* What to work on
Collect from the data below each line with "Display".

* Data shown
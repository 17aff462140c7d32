// Define message types for the runtime

use std::fmt;
use std::str::FromStr;

use serde::{Deserialize, Serialize};

/// High-level control mode of the base
#[derive(Debug, Clone, Copy, Serialize, Deserialize, PartialEq, Eq, Default)]
#[serde(rename_all = "snake_case")]
pub enum ControlMode {
    /// Open-loop: every VEL command is mixed straight into motor outputs
    #[default]
    Manual,
    /// Velocity PID per wheel tracks mixed targets
    ClosedLoop,
}

impl ControlMode {
    /// Name used on the serial protocol (`MODE <name>`)
    pub fn protocol_name(self) -> &'static str {
        match self {
            ControlMode::Manual => "MANUAL",
            ControlMode::ClosedLoop => "AI",
        }
    }
}

// Body-frame velocity command, each axis nominally in [-1, 1]
#[derive(Debug, Clone, Copy, Serialize, Deserialize, Default, PartialEq)]
pub struct BodyVelocity {
    pub vx: f32,
    pub vy: f32,
    pub w: f32,
}

impl BodyVelocity {
    pub fn new(vx: f32, vy: f32, w: f32) -> Self {
        Self { vx, vy, w }
    }

    pub fn zero() -> Self {
        Self::default()
    }
}

/// Recognized inbound commands
#[derive(Debug, Clone, Copy, PartialEq)]
pub enum Command {
    Vel(BodyVelocity),
    /// `MODE` with an unknown or missing suffix carries `None`
    Mode(Option<ControlMode>),
    Ping,
}

/// Outbound acknowledgments
#[derive(Debug, Clone, Copy, PartialEq, Eq)]
pub enum Reply {
    Pong,
    Mode(ControlMode),
}

impl fmt::Display for Reply {
    fn fmt(&self, f: &mut fmt::Formatter<'_>) -> fmt::Result {
        match self {
            Reply::Pong => write!(f, "PONG"),
            Reply::Mode(mode) => write!(f, "MODE {}", mode.protocol_name()),
        }
    }
}

/// Encoder feedback sent upstream on the telemetry cadence
///
/// Wheel order is front-left, front-right, rear-right, rear-left.
#[derive(Debug, Clone, Copy, Serialize, Deserialize, Default, PartialEq)]
pub struct EncoderTelemetry {
    pub ticks: [i64; 4],
    /// ticks/s
    pub speeds: [f32; 4],
}

impl fmt::Display for EncoderTelemetry {
    fn fmt(&self, f: &mut fmt::Formatter<'_>) -> fmt::Result {
        write!(f, "ENC")?;
        for ticks in &self.ticks {
            write!(f, " {}", ticks)?;
        }
        for speed in &self.speeds {
            write!(f, " {:.2}", speed)?;
        }
        Ok(())
    }
}

#[derive(Debug, thiserror::Error, PartialEq)]
pub enum TelemetryParseError {
    #[error("not an ENC line")]
    WrongTag,

    #[error("expected 8 fields, got {0}")]
    FieldCount(usize),

    #[error("invalid field {index}: {value:?}")]
    InvalidField { index: usize, value: String },
}

impl FromStr for EncoderTelemetry {
    type Err = TelemetryParseError;

    fn from_str(line: &str) -> Result<Self, Self::Err> {
        let mut fields = line.split_whitespace();
        if fields.next() != Some("ENC") {
            return Err(TelemetryParseError::WrongTag);
        }

        let fields: Vec<&str> = fields.collect();
        if fields.len() != 8 {
            return Err(TelemetryParseError::FieldCount(fields.len()));
        }

        let invalid = |index: usize| TelemetryParseError::InvalidField {
            index,
            value: fields[index].to_string(),
        };

        let mut telemetry = EncoderTelemetry::default();
        for i in 0..4 {
            telemetry.ticks[i] = fields[i].parse().map_err(|_| invalid(i))?;
            telemetry.speeds[i] = fields[i + 4].parse().map_err(|_| invalid(i + 4))?;
        }
        Ok(telemetry)
    }
}

/// Health status published by runtime
#[derive(Debug, Clone, Copy, Serialize, Deserialize, PartialEq)]
#[serde(rename_all = "snake_case")]
pub enum RuntimeHealth {
    Ok,
    CmdStale,
}

#[cfg(test)]
mod tests {
    use super::*;

    #[test]
    fn test_reply_lines() {
        assert_eq!(Reply::Pong.to_string(), "PONG");
        assert_eq!(Reply::Mode(ControlMode::Manual).to_string(), "MODE MANUAL");
        assert_eq!(Reply::Mode(ControlMode::ClosedLoop).to_string(), "MODE AI");
    }

    #[test]
    fn test_telemetry_line_format() {
        let telemetry = EncoderTelemetry {
            ticks: [10, -3, 0, 1200],
            speeds: [50.0, -12.5, 0.0, 333.333],
        };
        assert_eq!(
            telemetry.to_string(),
            "ENC 10 -3 0 1200 50.00 -12.50 0.00 333.33"
        );
    }

    #[test]
    fn test_telemetry_parse_from_line() {
        let parsed: EncoderTelemetry = "ENC 1 2 3 -4 10.00 -20.50 0.00 1.25".parse().unwrap();
        assert_eq!(parsed.ticks, [1, 2, 3, -4]);
        assert_eq!(parsed.speeds, [10.0, -20.5, 0.0, 1.25]);
    }

    #[test]
    fn test_telemetry_parse_rejects_bad_lines() {
        assert_eq!(
            "PONG".parse::<EncoderTelemetry>(),
            Err(TelemetryParseError::WrongTag)
        );
        assert_eq!(
            "ENC 1 2 3".parse::<EncoderTelemetry>(),
            Err(TelemetryParseError::FieldCount(3))
        );
        assert!(matches!(
            "ENC 1 2 x 4 0 0 0 0".parse::<EncoderTelemetry>(),
            Err(TelemetryParseError::InvalidField { index: 2, .. })
        ));
    }

    #[test]
    fn test_health_serializes_snake_case() {
        let json = serde_json::to_string(&RuntimeHealth::CmdStale).unwrap();
        assert_eq!(json, "\"cmd_stale\"");
    }
}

* The answer
impl fmt::Display for Reply {
impl fmt::Display for EncoderTelemetry {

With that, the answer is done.